Figura 27 – Música Juazeiro, Assum Preto e Algodão, compasso 156.

Figura 28 – Música Juazeiro, Assum Preto e Algodão, compassos 246 – 251.

3.2.4. Outras considerações

Como já foi abordado, observei que Nonato dispôs o Pot-pourri analisado como uma suíte,
com a seguinte estrutura: Prelúdio/ Movimento introdutório de caráter improvisado (Juazeiro),
Movimento lento/ Canção (Assum Preto) e um Movimento rápido como finale (Algodão).
Todos os movimentos possuem uma unidade decorrente do uso das mesmas tonalidades, e
de tonalidades homônimas em algumas seções, além de em decorrência do gênero, permanecerem
com a mesma fórmula de compasso.

- 52 -
3.3. ANÁLISE DA OBRA “VEM MORENA” (LUÍS GONZAGA E ZÉ DANTAS)

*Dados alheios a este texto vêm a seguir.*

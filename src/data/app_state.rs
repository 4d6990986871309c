//! App state data access object (key-value store)

use chrono::Utc;
use rusqlite::params;

use super::database::{Database, DatabaseError};

/// Data access object for the `app_state` key-value table
#[derive(Clone, Debug)]
pub struct AppStateStore {
    db: Database,
}

impl AppStateStore {
    pub fn new(db: Database) -> Self {
        Self { db }
    }

    /// Set a value (insert or update)
    pub fn set(&self, key: &str, value: &str) -> Result<(), DatabaseError> {
        self.db.with_connection(|conn| {
            conn.execute(
                "INSERT INTO app_state (key, value, updated_at)
                 VALUES (?1, ?2, ?3)
                 ON CONFLICT(key) DO UPDATE SET value = ?2, updated_at = ?3",
                params![key, value, Utc::now().to_rfc3339()],
            )?;
            Ok(())
        })
    }

    /// Get a value by key
    pub fn get(&self, key: &str) -> Result<Option<String>, DatabaseError> {
        self.db.with_connection(|conn| {
            let mut stmt = conn.prepare("SELECT value FROM app_state WHERE key = ?1")?;
            let mut rows = stmt.query(params![key])?;

            if let Some(row) = rows.next()? {
                Ok(Some(row.get(0)?))
            } else {
                Ok(None)
            }
        })
    }
}
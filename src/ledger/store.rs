//! The ledger store: member collection, mutation rules and persistence

use thiserror::Error;

use super::clock::{Clock, SystemClock};
use super::error::LedgerError;
use super::format::format_timestamp;
use super::models::{seed_members, validate_members, Member, DEFAULT_SEED};
use crate::data::{StateBackend, StorageError};

/// Key the member collection is stored under by default
pub const DEFAULT_STORAGE_KEY: &str = "users";

/// Where the ledger lives in its backend and what it starts from
#[derive(Debug, Clone, PartialEq, Eq)]
pub struct LedgerSettings {
    /// Backend key holding the serialized members
    pub key: String,
    /// Member names used when nothing usable is stored
    pub seed: Vec<String>,
}

impl Default for LedgerSettings {
    fn default() -> Self {
        Self {
            key: DEFAULT_STORAGE_KEY.to_string(),
            seed: DEFAULT_SEED.iter().map(|s| s.to_string()).collect(),
        }
    }
}

/// Reasons a stored snapshot cannot be used
#[derive(Error, Debug)]
enum SnapshotError {
    #[error("backend read failed: {0}")]
    Storage(#[from] StorageError),
    #[error("unparsable snapshot: {0}")]
    Parse(#[from] serde_json::Error),
    #[error("invalid snapshot: {0}")]
    Invalid(String),
}

/// Parse a user-entered amount.
///
/// Surrounding whitespace is ignored. Blank, unparsable, non-finite and
/// non-positive input is rejected.
pub fn parse_amount(raw: &str) -> Result<f64, LedgerError> {
    let invalid = || LedgerError::InvalidAmount {
        input: raw.to_string(),
    };

    let trimmed = raw.trim();
    if trimmed.is_empty() {
        return Err(invalid());
    }
    let amount: f64 = trimmed.parse().map_err(|_| invalid())?;
    if !amount.is_finite() || amount <= 0.0 {
        return Err(invalid());
    }
    Ok(amount)
}

/// Owner of the member collection.
///
/// Every mutation builds the next collection, writes it to the backend and
/// only then replaces the in-memory state, so the stored snapshot always
/// matches what callers observe.
pub struct Ledger {
    members: Vec<Member>,
    selected: Option<String>,
    backend: Box<dyn StateBackend>,
    settings: LedgerSettings,
    clock: Box<dyn Clock>,
}

impl Ledger {
    /// Load the ledger using the wall clock for timestamps
    pub fn load(backend: Box<dyn StateBackend>, settings: LedgerSettings) -> Self {
        Self::load_with_clock(backend, settings, Box::new(SystemClock))
    }

    /// Load the ledger from `backend`, falling back to the seed members when
    /// the stored value is missing, unreadable or invalid.
    pub fn load_with_clock(
        backend: Box<dyn StateBackend>,
        settings: LedgerSettings,
        clock: Box<dyn Clock>,
    ) -> Self {
        let members = match read_snapshot(backend.as_ref(), &settings.key) {
            Ok(Some(members)) => {
                tracing::info!(
                    backend = backend.name(),
                    key = %settings.key,
                    members = members.len(),
                    "Loaded ledger"
                );
                members
            }
            Ok(None) => {
                tracing::info!(
                    backend = backend.name(),
                    key = %settings.key,
                    "No stored ledger, starting from seed"
                );
                seed_members(&settings.seed)
            }
            Err(e) => {
                tracing::warn!(
                    backend = backend.name(),
                    key = %settings.key,
                    error = %e,
                    "Stored ledger unusable, starting from seed"
                );
                seed_members(&settings.seed)
            }
        };

        let selected = members.first().map(|m| m.name.clone());

        Self {
            members,
            selected,
            backend,
            settings,
            clock,
        }
    }

    pub fn members(&self) -> &[Member] {
        &self.members
    }

    pub fn member(&self, name: &str) -> Option<&Member> {
        self.members.iter().find(|m| m.name == name)
    }

    pub fn is_empty(&self) -> bool {
        self.members.is_empty()
    }

    /// Name of the selected member, if any
    pub fn selected(&self) -> Option<&str> {
        self.selected.as_deref()
    }

    pub fn settings(&self) -> &LedgerSettings {
        &self.settings
    }

    pub fn backend_name(&self) -> &'static str {
        self.backend.name()
    }

    /// Sum of every member's savings
    pub fn total_savings(&self) -> f64 {
        self.members.iter().map(|m| m.savings).sum()
    }

    /// Make `name` the selected member
    pub fn select(&mut self, name: &str) -> Result<(), LedgerError> {
        if self.member(name).is_none() {
            return Err(LedgerError::MemberNotFound {
                name: name.to_string(),
            });
        }
        self.selected = Some(name.to_string());
        Ok(())
    }

    /// Add `raw_amount` to `target`'s savings. Returns the new balance.
    pub fn deposit(&mut self, target: &str, raw_amount: &str) -> Result<f64, LedgerError> {
        let amount = parse_amount(raw_amount)?;
        let Some(member) = self.member(target) else {
            return Err(LedgerError::MemberNotFound {
                name: target.to_string(),
            });
        };
        // A balance that overflows to infinity cannot be stored as JSON
        if !(member.savings + amount).is_finite() {
            return Err(LedgerError::InvalidAmount {
                input: raw_amount.to_string(),
            });
        }

        let timestamp = self.timestamp();
        let next = self
            .members
            .iter()
            .map(|m| {
                if m.name == target {
                    m.with_deposit(amount, timestamp.clone())
                } else {
                    m.clone()
                }
            })
            .collect();
        self.commit(next)?;

        let balance = self.member(target).map(|m| m.savings).unwrap_or_default();
        tracing::info!(member = %target, amount, balance, "Recorded deposit");
        Ok(balance)
    }

    /// Deposit into the selected member
    pub fn deposit_selected(&mut self, raw_amount: &str) -> Result<f64, LedgerError> {
        let target = self.selected.clone().ok_or(LedgerError::NoSelection)?;
        self.deposit(&target, raw_amount)
    }

    /// Zero every balance, recording a reset in each member's history
    pub fn reset_all(&mut self) -> Result<(), LedgerError> {
        let timestamp = self.timestamp();
        let next = self
            .members
            .iter()
            .map(|m| m.with_reset(timestamp.clone()))
            .collect();
        self.commit(next)?;

        tracing::info!(members = self.members.len(), "Reset all balances");
        Ok(())
    }

    /// Add a member with a zero balance. Returns the stored (trimmed) name.
    pub fn add_member(&mut self, raw_name: &str) -> Result<String, LedgerError> {
        let name = raw_name.trim();
        if name.is_empty() || self.member(name).is_some() {
            return Err(LedgerError::DuplicateOrInvalidName {
                name: raw_name.to_string(),
            });
        }

        let mut next = self.members.clone();
        next.push(Member::new(name));
        self.commit(next)?;

        tracing::info!(member = %name, "Added member");
        Ok(name.to_string())
    }

    /// Remove `name` and return its final record.
    ///
    /// Removing the selected member moves the selection to the first
    /// remaining member, or clears it when none remain.
    pub fn remove_member(&mut self, name: &str) -> Result<Member, LedgerError> {
        let index = self
            .members
            .iter()
            .position(|m| m.name == name)
            .ok_or_else(|| LedgerError::MemberNotFound {
                name: name.to_string(),
            })?;

        let mut next = self.members.clone();
        let removed = next.remove(index);
        self.commit(next)?;

        if self.selected.as_deref() == Some(name) {
            self.selected = self.members.first().map(|m| m.name.clone());
        }

        tracing::info!(member = %name, savings = removed.savings, "Removed member");
        Ok(removed)
    }

    fn timestamp(&self) -> String {
        format_timestamp(&self.clock.now())
    }

    /// Write `members` to the backend, then adopt them as the current state
    fn commit(&mut self, members: Vec<Member>) -> Result<(), LedgerError> {
        let snapshot = serde_json::to_string(&members).map_err(StorageError::from)?;
        if let Err(e) = self.backend.write(&self.settings.key, &snapshot) {
            tracing::error!(
                backend = self.backend.name(),
                key = %self.settings.key,
                error = %e,
                "Failed to persist ledger"
            );
            return Err(e.into());
        }
        self.members = members;
        Ok(())
    }
}

impl std::fmt::Debug for Ledger {
    fn fmt(&self, f: &mut std::fmt::Formatter<'_>) -> std::fmt::Result {
        f.debug_struct("Ledger")
            .field("members", &self.members)
            .field("selected", &self.selected)
            .field("backend", &self.backend.name())
            .field("settings", &self.settings)
            .finish()
    }
}

fn read_snapshot(
    backend: &dyn StateBackend,
    key: &str,
) -> Result<Option<Vec<Member>>, SnapshotError> {
    let Some(raw) = backend.read(key)? else {
        return Ok(None);
    };
    let members: Vec<Member> = serde_json::from_str(&raw)?;
    validate_members(&members).map_err(SnapshotError::Invalid)?;
    Ok(Some(members))
}
//! Centered dialog frame

use ratatui::{
    buffer::Buffer,
    layout::Rect,
    style::{Color, Style},
    widgets::{Block, Borders, Clear, Widget},
};

/// A centered dialog frame with title and border
pub struct DialogFrame<'a> {
    title: &'a str,
    width: u16,
    height: u16,
    border_color: Color,
}

impl<'a> DialogFrame<'a> {
    pub fn new(title: &'a str, width: u16, height: u16) -> Self {
        Self {
            title,
            width,
            height,
            border_color: Color::Cyan,
        }
    }

    pub fn border_color(mut self, color: Color) -> Self {
        self.border_color = color;
        self
    }

    /// Render the dialog frame and return the inner area for content
    pub fn render(&self, area: Rect, buf: &mut Buffer) -> Rect {
        let dialog_width = self.width.min(area.width.saturating_sub(4));
        let dialog_height = self.height.min(area.height.saturating_sub(2));

        let dialog_area = Rect {
            x: area.x + area.width.saturating_sub(dialog_width) / 2,
            y: area.y + area.height.saturating_sub(dialog_height) / 2,
            width: dialog_width,
            height: dialog_height,
        };

        Clear.render(dialog_area, buf);

        let block = Block::default()
            .title(format!(" {} ", self.title))
            .borders(Borders::ALL)
            .border_style(Style::default().fg(self.border_color));

        let inner = block.inner(dialog_area);
        block.render(dialog_area, buf);

        inner
    }
}
//! Terminal state guard for guaranteed cleanup.
//!
//! Restores the terminal when the TUI exits, whether normally, via early
//! return, or panic (together with `install_panic_hook`).

use crossterm::{
    execute,
    terminal::{disable_raw_mode, LeaveAlternateScreen},
};
use std::io::{self, Write};

/// Guard that restores terminal state when dropped.
///
/// Create it right after enabling raw mode and entering the alternate screen.
pub struct TerminalGuard {
    active: bool,
}

impl TerminalGuard {
    pub fn new() -> Self {
        Self { active: true }
    }

    /// Perform cleanup now, reporting errors. Drop becomes a no-op afterwards.
    pub fn cleanup(&mut self) -> anyhow::Result<()> {
        if !self.active {
            return Ok(());
        }
        self.active = false;
        restore_terminal()
    }
}

impl Drop for TerminalGuard {
    fn drop(&mut self) {
        if self.active {
            if let Err(e) = restore_terminal() {
                tracing::debug!(error = %e, "Terminal cleanup failed in Drop");
            }
        }
    }
}

fn restore_terminal() -> anyhow::Result<()> {
    let mut stdout = io::stdout();
    disable_raw_mode()?;
    execute!(stdout, LeaveAlternateScreen)?;
    stdout.flush()?;
    Ok(())
}

/// Install a panic hook that restores terminal state before printing the panic message.
pub fn install_panic_hook() {
    let original_hook = std::panic::take_hook();
    std::panic::set_hook(Box::new(move |panic_info| {
        if let Err(e) = restore_terminal() {
            tracing::debug!(error = %e, "Failed to restore terminal in panic hook");
        }
        original_hook(panic_info);
    }));
}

A obra “Vem Morena” possui uma particularidade na sua forma, decorrente da existência de
um único período na peça. A forma da obra é baseada na sua única seção, encarando-se os dois
temas em pergunta e resposta como que desenvolvendo-se em subseções, logo, considerei a obra
como uma variação. As seções A e sua variação A’, alternam-se entre as seções de Introdução,
Ponte, Interlúdio e Coda.
Desta forma consideramos a forma do arranjo a seguinte: ||Introdução – |:A (a – b) – A’ (a’ -
b’) - Ponte:| - Interlúdio – A – A’ - Ponte – A – CODA||. A curta Introdução, as seções de Passagem e
o Interlúdio foram elaborados pelo arranjador e incluídas na obra. A Coda da gravação original 38 foi
substituída por outra elaborada pelo Nonato.
Na gravação original, observei que o reduzido tamanho dos temas, aliado ao número de
repetições não tem como consequência a redução no interesse pela obra, tendo em vista que as
repetições da melodia são acompanhadas pela mudança na letra, o que torna a audição atrativa.
Embora na versão original a exposição do material musical seja apelativa, o recurso da poesia
perde-se na versão instrumental.
Para manter a obra interessante e torná-la idiomática, Nonato Luiz optou por alterar poucos
aspectos estruturais da obra, mantendo a tonalidade em Mi menor e a textura homofônica durante a
obra, além de limitar-se a apenas uma rearmonização.
O arranjador optou em incluir as seções de Introdução, Ponte, Interlúdio e Coda, entre as
exposições do tema original da obra, encontrado na seção A e suas variações, numa tentativa, em
minha percepção, de tornar a obra mais dinâmica. Baseado numa experimentação da obra sem as
seções incluídas por Nonato, pude constatar que a música se desenvolve com mais fluência no
arranjo, tendo em vista a condução das seções e a exploração de recursos instrumentais do violão.
A Introdução que Nonato elabora encontra-se sobre a harmonia dos acordes de Mi menor e
Si menor. Ela inicia com o arpejo de Mi menor no primeiro dos quatro compassos nos quais se
desenvolve, fazendo uso das três primeiras cordas do violão soltas, explorando um caráter
intrínseco ao instrumento, criado pelos timbres e harmônicos proporcionados pelas cordas.
Após a aura proporcionada pelo arpejo nas cordas soltas, a introdução segue com os arpejos
de Si menor e Mi menor com sétima para encerrar com um fragmento melódico nos baixos. A
baixaria e o arpejo de Mi menor explorando as cordas soltas do violão configuram-se como uma
ferramenta de adaptação idiomática da melodia original ao instrumento:

38 Consideramos como original virtual, a gravação encontrada no álbum “Quadrilhas e Marchinhas Vol.2” - 1979 –
RCA.

- 53 -
Figura 29 – Música Vem Morena, compassos 1 – 4.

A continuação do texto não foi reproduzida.